Saved data entries:

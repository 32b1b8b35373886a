//! The per-message input to an evaluation. Immutable after construction
//! except for the validated-hostname cache, which is filled in lazily the
//! first time the `p` macro is actually referenced.

use std::cell::RefCell;
use std::net::IpAddr;

use crate::dns::reverse::ptr_name;
use crate::dns::rr::RecordType;
use crate::dns::Resolver;
use crate::error::SpfResult;

/// The envelope-from address, split into the parts the macro expander and
/// the interpreter each need independently.
#[derive(Debug, Clone, PartialEq, Eq)]
pub struct EnvFrom {
    pub local_part: String,
    pub domain: String,
}

impl EnvFrom {
    /// Splits `user@domain`. An empty local-part (a bare `@domain`, or a
    /// MAIL FROM with no local part at all) defaults to `postmaster`.
    pub fn parse(address: &str) -> Self {
        let (local_part, domain) = match address.split_once('@') {
            Some((l, d)) => (l, d),
            None => ("", address),
        };
        let local_part = if local_part.is_empty() {
            "postmaster".to_owned()
        } else {
            local_part.to_owned()
        };
        Self {
            local_part,
            domain: domain.to_owned(),
        }
    }

    pub fn full(&self) -> String {
        format!("{}@{}", self.local_part, self.domain)
    }
}

pub struct Request {
    pub client_ip: IpAddr,
    pub helo_domain: String,
    pub env_from: EnvFrom,
    pub rcpt_to_domain: Option<String>,
    pub use_helo: bool,
    pub use_local_policy: bool,
    validated_hostname: RefCell<Option<String>>,
}

impl Request {
    pub fn new(client_ip: IpAddr, helo_domain: impl Into<String>, mail_from: &str) -> Self {
        Self {
            client_ip,
            helo_domain: helo_domain.into(),
            env_from: EnvFrom::parse(mail_from),
            rcpt_to_domain: None,
            use_helo: false,
            use_local_policy: false,
            validated_hostname: RefCell::new(None),
        }
    }

    pub fn with_rcpt_to(mut self, domain: impl Into<String>) -> Self {
        self.rcpt_to_domain = Some(domain.into());
        self
    }

    pub fn with_use_helo(mut self, use_helo: bool) -> Self {
        self.use_helo = use_helo;
        self
    }

    pub fn with_use_local_policy(mut self, use_local_policy: bool) -> Self {
        self.use_local_policy = use_local_policy;
        self
    }

    /// The domain evaluation starts from: the MAIL FROM domain, or the HELO
    /// domain when `use_helo` is set.
    pub fn identity_domain(&self) -> &str {
        if self.use_helo {
            &self.helo_domain
        } else {
            &self.env_from.domain
        }
    }

    pub fn is_loopback(&self) -> bool {
        match self.client_ip {
            IpAddr::V4(v4) => v4.octets()[0] == 127,
            IpAddr::V6(v6) => v6.is_loopback(),
        }
    }

    /// The `p` macro: up to `max_dns_ptr` PTR candidates for the client IP,
    /// forward-confirmed against an A/AAAA lookup, first validated hit wins.
    /// `unknown` if none validate. Cached after the first call.
    pub fn validated_client_hostname(&self, resolver: &dyn Resolver, max_dns_ptr: u32) -> SpfResult<String> {
        if let Some(cached) = self.validated_hostname.borrow().as_ref() {
            return Ok(cached.clone());
        }

        let result = self.resolve_validated_hostname(resolver, max_dns_ptr)?;
        *self.validated_hostname.borrow_mut() = Some(result.clone());
        Ok(result)
    }

    fn resolve_validated_hostname(&self, resolver: &dyn Resolver, max_dns_ptr: u32) -> SpfResult<String> {
        let ptr_query = ptr_name(self.client_ip);
        let ptr_answer = resolver.lookup(&ptr_query, RecordType::Ptr, true)?;
        if !ptr_answer.status.is_success() {
            return Ok("unknown".to_owned());
        }

        for candidate in ptr_answer.ptr_names().take(max_dns_ptr.max(1) as usize) {
            let forward_type = match self.client_ip {
                IpAddr::V4(_) => RecordType::A,
                IpAddr::V6(_) => RecordType::Aaaa,
            };
            let forward = resolver.lookup(candidate, forward_type, true)?;
            if !forward.status.is_success() {
                continue;
            }
            let matches = match self.client_ip {
                IpAddr::V4(v4) => forward.a_addrs().any(|a| a == v4),
                IpAddr::V6(v6) => forward.aaaa_addrs().any(|a| a == v6),
            };
            if matches {
                return Ok(candidate.trim_end_matches('.').to_owned());
            }
        }
        Ok("unknown".to_owned())
    }
}

#[cfg(test)]
mod tests {
    use super::*;

    #[test]
    fn empty_local_part_defaults_to_postmaster() {
        let env = EnvFrom::parse("@example.com");
        assert_eq!(env.local_part, "postmaster");
        assert_eq!(env.domain, "example.com");
    }

    #[test]
    fn splits_local_and_domain() {
        let env = EnvFrom::parse("alice@example.com");
        assert_eq!(env.local_part, "alice");
        assert_eq!(env.domain, "example.com");
    }

    #[test]
    fn loopback_v4_and_v6_detected() {
        let req = Request::new("127.0.0.3".parse().unwrap(), "helo", "a@d");
        assert!(req.is_loopback());
        let req = Request::new("::1".parse().unwrap(), "helo", "a@d");
        assert!(req.is_loopback());
        let req = Request::new("192.0.2.1".parse().unwrap(), "helo", "a@d");
        assert!(!req.is_loopback());
    }

    #[test]
    fn identity_domain_switches_on_use_helo() {
        let req = Request::new("192.0.2.1".parse().unwrap(), "helo.example", "a@mailfrom.example")
            .with_use_helo(true);
        assert_eq!(req.identity_domain(), "helo.example");
    }
}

**Task item**
Output exactly the lines of the records from the first through the one bearing "use std::cell::RefCell;", both ends included.

**Problem solution**
repository 32b1b8b35373886a
//! The per-message input to an evaluation. Immutable after construction
//! except for the validated-hostname cache, which is filled in lazily the
//! first time the `p` macro is actually referenced.

use std::cell::RefCell;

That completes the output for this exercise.